Brief: Where a line of the data holds the word "EventMap", copy that line.

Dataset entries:
//! Retry schedule for best-effort document saves.

use std::time::Duration;

/// Bounded retry schedule with exponential backoff.
///
/// The delay before retry `n` is `base_delay * 2^n`, capped at
/// `max_delay`. After `max_retries` failed retries the caller is
/// expected to fall back rather than keep trying.
#[derive(Debug, Clone, PartialEq, Eq)]
pub struct RetryPolicy {
    max_retries: u32,
    base_delay: Duration,
    max_delay: Duration,
}

impl Default for RetryPolicy {
    fn default() -> Self {
        Self {
            max_retries: 5,
            base_delay: Duration::from_millis(500),
            max_delay: Duration::from_secs(8),
        }
    }
}

impl RetryPolicy {
    /// Creates a policy with the given retry count and default delays.
    pub fn new(max_retries: u32) -> Self {
        Self {
            max_retries,
            ..Self::default()
        }
    }

    /// Sets the base delay.
    pub fn with_base_delay(mut self, base_delay: Duration) -> Self {
        self.base_delay = base_delay;
        self
    }

    /// Sets the delay cap.
    pub fn with_max_delay(mut self, max_delay: Duration) -> Self {
        self.max_delay = max_delay;
        self
    }

    /// Returns the maximum number of retries.
    pub fn max_retries(&self) -> u32 {
        self.max_retries
    }

    /// Returns the delay to wait before retry number `attempt`
    /// (zero-based count of failures so far).
    pub fn delay_for(&self, attempt: u32) -> Duration {
        // 2^attempt saturates well before the cap matters.
        let factor = 1u32 << attempt.min(20);
        self.base_delay.saturating_mul(factor).min(self.max_delay)
    }
}
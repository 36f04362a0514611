//! Month navigation state machine over the epoch converter.
//!
//! A [`Navigator`] owns the session anchor (the "days played" count,
//! fixed once set) and the currently viewed month, which moves
//! independently of the anchor one month at a time. All arithmetic is
//! delegated to the [`epoch`](crate::epoch) module.

use crate::date::WorldDate;
use crate::epoch::{date_from_day_count, first_day_count_of_month, weekday_offset};
use crate::error::CalendarError;
use crate::month::days_in_month;

/// Direction of a single month navigation step.
#[derive(Debug, Clone, Copy, PartialEq, Eq, Hash)]
pub enum Direction {
    /// One month backward.
    Previous,
    /// One month forward.
    Next,
}

impl Direction {
    /// Returns the signed month delta for this direction.
    pub fn delta(self) -> i32 {
        match self {
            Self::Previous => -1,
            Self::Next => 1,
        }
    }
}

/// Everything a front end needs to draw one month of the calendar.
#[derive(Debug, Clone, Copy, PartialEq, Eq)]
pub struct RenderInfo {
    year: i32,
    month: u8,
    days_in_month: u8,
    weekday_offset: u8,
    highlighted_day: Option<u8>,
}

impl RenderInfo {
    /// Returns the viewed year.
    pub fn year(self) -> i32 {
        self.year
    }

    /// Returns the viewed zero-based month (0..=11).
    pub fn month(self) -> u8 {
        self.month
    }

    /// Returns the number of days in the viewed month.
    pub fn days_in_month(self) -> u8 {
        self.days_in_month
    }

    /// Returns the weekday column (0..=6) of day 1 of the viewed month.
    pub fn weekday_offset(self) -> u8 {
        self.weekday_offset
    }

    /// Returns the anchor's day-of-month when the viewed month is the
    /// anchor's own month, `None` otherwise.
    pub fn highlighted_day(self) -> Option<u8> {
        self.highlighted_day
    }
}

/// An anchored session: the fixed anchor plus the movable viewed month.
#[derive(Debug, Clone, Copy, PartialEq, Eq)]
struct Viewing {
    anchor_day_count: i64,
    anchor_date: WorldDate,
    viewed_year: i32,
    viewed_month: u8,
}

/// Month navigator: owns the session anchor and the viewed month.
///
/// A navigator starts unanchored; [`set_anchor`](Navigator::set_anchor)
/// derives the anchor's own month and makes it the viewed month.
/// Navigation then moves the viewed month without touching the anchor.
/// There is no terminal state; the navigator lives for the session.
#[derive(Debug, Clone, Copy, Default, PartialEq, Eq)]
pub struct Navigator {
    state: Option<Viewing>,
}

impl Navigator {
    /// Creates an unanchored navigator.
    pub fn new() -> Self {
        Self::default()
    }

    /// Whether an anchor has been set.
    pub fn is_anchored(&self) -> bool {
        self.state.is_some()
    }

    /// Anchors the session at `day_count` and resets the viewed month to
    /// the anchor's own month.
    ///
    /// Re-anchoring an already anchored navigator starts a new session,
    /// matching the product behavior of re-entering "days played."
    ///
    /// # Errors
    ///
    /// Returns [`CalendarError::InvalidDayCount`] if `day_count < 1`; the
    /// previous session, if any, is left untouched on failure.
    pub fn set_anchor(&mut self, day_count: i64) -> Result<(), CalendarError> {
        let anchor_date = date_from_day_count(day_count)?;
        self.state = Some(Viewing {
            anchor_day_count: day_count,
            anchor_date,
            viewed_year: anchor_date.year(),
            viewed_month: anchor_date.month(),
        });
        Ok(())
    }

    /// Moves the viewed month one step, rolling the year over at the
    /// month 0/11 boundaries. Backward navigation is unbounded, so the
    /// viewed year may become negative.
    ///
    /// # Errors
    ///
    /// Returns [`CalendarError::AnchorNotSet`] before `set_anchor`.
    pub fn navigate(&mut self, direction: Direction) -> Result<(), CalendarError> {
        let viewing = self.state.as_mut().ok_or(CalendarError::AnchorNotSet)?;
        match (viewing.viewed_month, direction) {
            (0, Direction::Previous) => {
                viewing.viewed_month = 11;
                viewing.viewed_year -= 1;
            }
            (11, Direction::Next) => {
                viewing.viewed_month = 0;
                viewing.viewed_year += 1;
            }
            (month, direction) => {
                viewing.viewed_month = (i32::from(month) + direction.delta()) as u8;
            }
        }
        Ok(())
    }

    /// Returns the currently viewed `(year, month)` pair.
    ///
    /// # Errors
    ///
    /// Returns [`CalendarError::AnchorNotSet`] before `set_anchor`.
    pub fn viewed(&self) -> Result<(i32, u8), CalendarError> {
        let viewing = self.state.as_ref().ok_or(CalendarError::AnchorNotSet)?;
        Ok((viewing.viewed_year, viewing.viewed_month))
    }

    /// Computes the render contract for the viewed month.
    ///
    /// The highlighted day is present exactly when the viewed month is
    /// the anchor's own month, and is then the anchor's day-of-month.
    ///
    /// # Errors
    ///
    /// Returns [`CalendarError::AnchorNotSet`] before `set_anchor`.
    pub fn render_info(&self) -> Result<RenderInfo, CalendarError> {
        let viewing = self.state.as_ref().ok_or(CalendarError::AnchorNotSet)?;
        let first = first_day_count_of_month(
            viewing.anchor_day_count,
            viewing.viewed_year,
            viewing.viewed_month,
        )?;
        let on_anchor_month = viewing.viewed_year == viewing.anchor_date.year()
            && viewing.viewed_month == viewing.anchor_date.month();
        Ok(RenderInfo {
            year: viewing.viewed_year,
            month: viewing.viewed_month,
            days_in_month: days_in_month(viewing.viewed_month)?,
            weekday_offset: weekday_offset(first),
            highlighted_day: on_anchor_month.then_some(viewing.anchor_date.day()),
        })
    }
}
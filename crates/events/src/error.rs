//! Error types for the worldcal-events crate.

/// Error type for all fallible operations in the worldcal-events crate.
///
/// Bucket mutations are deliberately infallible (stale indices are
/// tolerated as no-ops), so the only failure mode is a date-key string
/// that does not parse at the persistence boundary.
#[derive(Debug, Clone, PartialEq, thiserror::Error)]
pub enum EventError {
    /// Returned when a date-key string is not of the form `"year-month-day"`.
    #[error("invalid date key: {key:?} (expected \"year-month-day\")")]
    InvalidDateKey {
        /// The string that failed to parse.
        key: String,
    },
}
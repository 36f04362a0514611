use worldcal_calendar::{date_from_day_count, CalendarError, Direction, Navigator};

#[test]
fn navigation_symmetry() {
    // Any number of forward steps followed by the same number of
    // backward steps returns to the original viewed month.
    let mut navigator = Navigator::new();
    navigator.set_anchor(1000).unwrap();
    let origin = navigator.render_info().unwrap();

    for steps in 1..=30 {
        for _ in 0..steps {
            navigator.navigate(Direction::Next).unwrap();
        }
        for _ in 0..steps {
            navigator.navigate(Direction::Previous).unwrap();
        }
        let back = navigator.render_info().unwrap();
        assert_eq!(back, origin, "after {steps} steps each way");
    }
}

#[test]
fn highlight_iff_anchor_month() {
    let anchor = 75; // year 0, month 2
    let anchor_date = date_from_day_count(anchor).unwrap();
    let mut navigator = Navigator::new();
    navigator.set_anchor(anchor).unwrap();

    // Walk a window of months around the anchor and check the highlight
    // invariant on every one of them.
    for _ in 0..18 {
        navigator.navigate(Direction::Previous).unwrap();
    }
    for _ in 0..36 {
        navigator.navigate(Direction::Next).unwrap();
        let info = navigator.render_info().unwrap();
        let on_anchor_month =
            info.year() == anchor_date.year() && info.month() == anchor_date.month();
        if on_anchor_month {
            assert_eq!(info.highlighted_day(), Some(anchor_date.day()));
        } else {
            assert_eq!(info.highlighted_day(), None);
        }
    }
}

#[test]
fn twelve_steps_cross_exactly_one_year() {
    let mut navigator = Navigator::new();
    navigator.set_anchor(400).unwrap(); // year 1, month 1
    for _ in 0..12 {
        navigator.navigate(Direction::Next).unwrap();
    }
    let info = navigator.render_info().unwrap();
    assert_eq!((info.year(), info.month()), (2, 1));
    // Same month one year later keeps the month length.
    assert_eq!(info.days_in_month(), 28);
}

#[test]
fn render_info_matches_converter_every_month() {
    let anchor = 12345;
    let mut navigator = Navigator::new();
    navigator.set_anchor(anchor).unwrap();

    for _ in 0..48 {
        navigator.navigate(Direction::Previous).unwrap();
        let info = navigator.render_info().unwrap();
        let first =
            worldcal_calendar::first_day_count_of_month(anchor, info.year(), info.month()).unwrap();
        assert_eq!(
            info.weekday_offset(),
            worldcal_calendar::weekday_offset(first)
        );
        assert_eq!(
            info.days_in_month(),
            worldcal_calendar::days_in_month(info.month()).unwrap()
        );
    }
}

#[test]
fn unanchored_navigator_reports_invalid_state() {
    let mut navigator = Navigator::new();
    assert_eq!(
        navigator.render_info().unwrap_err(),
        CalendarError::AnchorNotSet
    );
    assert_eq!(
        navigator.navigate(Direction::Previous).unwrap_err(),
        CalendarError::AnchorNotSet
    );
    assert_eq!(navigator.viewed().unwrap_err(), CalendarError::AnchorNotSet);
}

#[test]
fn backward_navigation_is_unbounded() {
    let mut navigator = Navigator::new();
    navigator.set_anchor(1).unwrap();
    for _ in 0..25 {
        navigator.navigate(Direction::Previous).unwrap();
    }
    let info = navigator.render_info().unwrap();
    assert_eq!((info.year(), info.month()), (-3, 11));
    assert!(info.weekday_offset() <= 6);
}
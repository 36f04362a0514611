//! Plain-text month grid rendering.

use worldcal_calendar::RenderInfo;
use worldcal_events::{DateKey, EventMap, DEFAULT_PREVIEW_CHARS, DEFAULT_PREVIEW_COUNT};

/// Display names for the twelve months.
const MONTH_NAMES: [&str; 12] = [
    "January",
    "February",
    "March",
    "April",
    "May",
    "June",
    "July",
    "August",
    "September",
    "October",
    "November",
    "December",
];

/// Labels for the seven grid columns. The week has no real-world
/// identity here; the labels only name columns.
const WEEKDAY_LABELS: [&str; 7] = ["Su", "Mo", "Tu", "We", "Th", "Fr", "Sa"];

const CELL_WIDTH: usize = 5;

/// Renders one month as a text grid, the anchor day marked with `*`,
/// followed by per-day event previews.
pub fn month_grid(info: &RenderInfo, events: &EventMap) -> String {
    let mut out = String::new();
    let width = CELL_WIDTH * WEEKDAY_LABELS.len();
    out.push_str(&format!("{:^width$}\n", month_title(info)));
    for label in WEEKDAY_LABELS {
        out.push_str(&format!("{label:>4} "));
    }
    out.push('\n');

    let mut column = info.weekday_offset();
    out.push_str(&" ".repeat(CELL_WIDTH * usize::from(column)));
    for day in 1..=info.days_in_month() {
        let marker = if info.highlighted_day() == Some(day) {
            '*'
        } else {
            ' '
        };
        out.push_str(&format!("{day:>3}{marker} "));
        column += 1;
        if column == 7 {
            column = 0;
            trim_line_end(&mut out);
        }
    }
    if column != 0 {
        trim_line_end(&mut out);
    }

    let previews = day_previews(info, events);
    if !previews.is_empty() {
        out.push('\n');
        out.push_str(&previews);
    }
    out
}

fn month_title(info: &RenderInfo) -> String {
    format!("{} {}", MONTH_NAMES[usize::from(info.month())], info.year())
}

fn day_previews(info: &RenderInfo, events: &EventMap) -> String {
    let mut out = String::new();
    for day in 1..=info.days_in_month() {
        let key = DateKey::new(info.year(), info.month(), day);
        let bucket = events.events_for(key);
        if bucket.is_empty() {
            continue;
        }
        let titles = events.preview_titles(key, DEFAULT_PREVIEW_COUNT, DEFAULT_PREVIEW_CHARS);
        out.push_str(&format!("{day:>3}: {}", titles.join(", ")));
        let hidden = bucket.len().saturating_sub(DEFAULT_PREVIEW_COUNT);
        if hidden > 0 {
            out.push_str(&format!(" (+{hidden} more)"));
        }
        out.push('\n');
    }
    out
}

fn trim_line_end(out: &mut String) {
    while out.ends_with(' ') {
        out.pop();
    }
    out.push('\n');
}

#[cfg(test)]
mod tests {
    use super::*;
    use worldcal_calendar::Navigator;
    use worldcal_events::Event;

    fn info_for(anchor: i64) -> RenderInfo {
        let mut navigator = Navigator::new();
        navigator.set_anchor(anchor).unwrap();
        navigator.render_info().unwrap()
    }

    #[test]
    fn epoch_month_starts_in_first_column() {
        let grid = month_grid(&info_for(1), &EventMap::new());
        let lines: Vec<&str> = grid.lines().collect();
        assert!(lines[0].contains("January 0"));
        assert_eq!(lines[1].trim(), "Su   Mo   Tu   We   Th   Fr   Sa");
        // Day 1 is the anchor day, starred, in column 0.
        assert!(lines[2].starts_with("  1*"));
    }

    #[test]
    fn grid_has_seven_columns_per_full_row() {
        let grid = month_grid(&info_for(1), &EventMap::new());
        let lines: Vec<&str> = grid.lines().collect();
        // 31 days starting in column 0: rows of 7, 7, 7, 7, then 3.
        assert_eq!(lines.len(), 2 + 5);
        assert!(lines[2].trim_end().ends_with('7'));
        assert!(lines[6].trim_end().ends_with("31"));
    }

    #[test]
    fn offset_month_is_indented() {
        // 32 days played: month 1 starts at weekday offset 3.
        let info = info_for(32);
        assert_eq!(info.weekday_offset(), 3);
        let grid = month_grid(&info, &EventMap::new());
        let first_row = grid.lines().nth(2).unwrap();
        assert!(first_row.starts_with(&" ".repeat(3 * CELL_WIDTH)));
        assert!(first_row.contains("1*"));
    }

    #[test]
    fn star_only_on_anchor_day() {
        let grid = month_grid(&info_for(40), &EventMap::new());
        assert_eq!(grid.matches('*').count(), 1);
        assert!(grid.contains("9*")); // day-count 40 is day 9 of month 1
    }

    #[test]
    fn previews_listed_under_grid() {
        let info = info_for(32);
        let mut events = EventMap::new();
        let key = DateKey::new(0, 1, 3);
        events.add_event(key, Event::new("Trade hall opening ceremony", "alex", "d"));
        events.add_event(key, Event::new("Night patrol", "kit", "d"));
        events.add_event(key, Event::new("Overflow", "sam", "d"));

        let grid = month_grid(&info, &events);
        assert!(grid.contains("  3: Trade hall opening c..., Night patrol (+1 more)"));
    }

    #[test]
    fn no_preview_section_without_events() {
        let grid = month_grid(&info_for(1), &EventMap::new());
        assert!(!grid.contains(':'));
    }
}
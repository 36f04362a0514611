//! Event and comment records.

use serde::{Deserialize, Serialize};

/// A comment attached to an event.
#[derive(Debug, Clone, PartialEq, Eq, Serialize, Deserialize)]
pub struct Comment {
    author: String,
    text: String,
}

impl Comment {
    /// Creates a new comment.
    pub fn new(author: impl Into<String>, text: impl Into<String>) -> Self {
        Self {
            author: author.into(),
            text: text.into(),
        }
    }

    /// Returns the comment author.
    pub fn author(&self) -> &str {
        &self.author
    }

    /// Returns the comment text.
    pub fn text(&self) -> &str {
        &self.text
    }
}

/// One calendar event.
///
/// Events carry no identity beyond their position within a bucket, and
/// there is no de-duplication: repeated identical titles are allowed.
#[derive(Debug, Clone, PartialEq, Eq, Serialize, Deserialize)]
pub struct Event {
    title: String,
    author: String,
    description: String,
    /// Absent in older stored documents, so it defaults to empty.
    #[serde(default)]
    comments: Vec<Comment>,
}

impl Event {
    /// Creates a new event with no comments.
    pub fn new(
        title: impl Into<String>,
        author: impl Into<String>,
        description: impl Into<String>,
    ) -> Self {
        Self {
            title: title.into(),
            author: author.into(),
            description: description.into(),
            comments: Vec::new(),
        }
    }

    /// Replaces the comment sequence.
    pub fn with_comments(mut self, comments: Vec<Comment>) -> Self {
        self.comments = comments;
        self
    }

    /// Returns the event title.
    pub fn title(&self) -> &str {
        &self.title
    }

    /// Returns the event author.
    pub fn author(&self) -> &str {
        &self.author
    }

    /// Returns the event description.
    pub fn description(&self) -> &str {
        &self.description
    }

    /// Returns the comments in insertion order.
    pub fn comments(&self) -> &[Comment] {
        &self.comments
    }

    /// Appends a comment.
    pub fn push_comment(&mut self, comment: Comment) {
        self.comments.push(comment);
    }
}
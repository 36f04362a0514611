//! Month-length table for the 365-day world calendar.

use crate::error::CalendarError;

/// Days in each month, indexed by zero-based month number.
///
/// The table sums to exactly 365. There is no leap day: month 1 always
/// has 28 days, in every year.
pub const MONTH_LENGTHS: [u8; 12] = [31, 28, 31, 30, 31, 30, 31, 31, 30, 31, 30, 31];

/// Number of days in every year of the world calendar.
pub const DAYS_PER_YEAR: i64 = 365;

/// Number of months in a year.
pub const MONTHS_PER_YEAR: u8 = 12;

/// Returns the number of days in the given zero-based month.
///
/// # Errors
///
/// Returns [`CalendarError::InvalidMonth`] if `month` is not in 0..=11.
pub fn days_in_month(month: u8) -> Result<u8, CalendarError> {
    if month >= MONTHS_PER_YEAR {
        return Err(CalendarError::InvalidMonth { month });
    }
    Ok(MONTH_LENGTHS[month as usize])
}

#[cfg(test)]
mod tests {
    use super::*;

    #[test]
    fn table_sums_to_365() {
        let total: i64 = MONTH_LENGTHS.iter().copied().map(i64::from).sum();
        assert_eq!(total, DAYS_PER_YEAR);
    }

    #[test]
    fn days_in_month_values() {
        assert_eq!(days_in_month(0).unwrap(), 31);
        assert_eq!(days_in_month(1).unwrap(), 28);
        assert_eq!(days_in_month(3).unwrap(), 30);
        assert_eq!(days_in_month(11).unwrap(), 31);
    }

    #[test]
    fn days_in_month_invalid_12() {
        assert_eq!(
            days_in_month(12).unwrap_err(),
            CalendarError::InvalidMonth { month: 12 }
        );
    }

    #[test]
    fn no_month_shorter_than_28_or_longer_than_31() {
        for &len in &MONTH_LENGTHS {
            assert!((28..=31).contains(&len));
        }
    }
}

Solved problem:
use worldcal_events::{DateKey, EventMap, DEFAULT_PREVIEW_CHARS, DEFAULT_PREVIEW_COUNT};
pub fn month_grid(info: &RenderInfo, events: &EventMap) -> String {
fn day_previews(info: &RenderInfo, events: &EventMap) -> String {
        let grid = month_grid(&info_for(1), &EventMap::new());
        let grid = month_grid(&info_for(1), &EventMap::new());
        let grid = month_grid(&info, &EventMap::new());
        let grid = month_grid(&info_for(40), &EventMap::new());
        let mut events = EventMap::new();
        let grid = month_grid(&info_for(1), &EventMap::new());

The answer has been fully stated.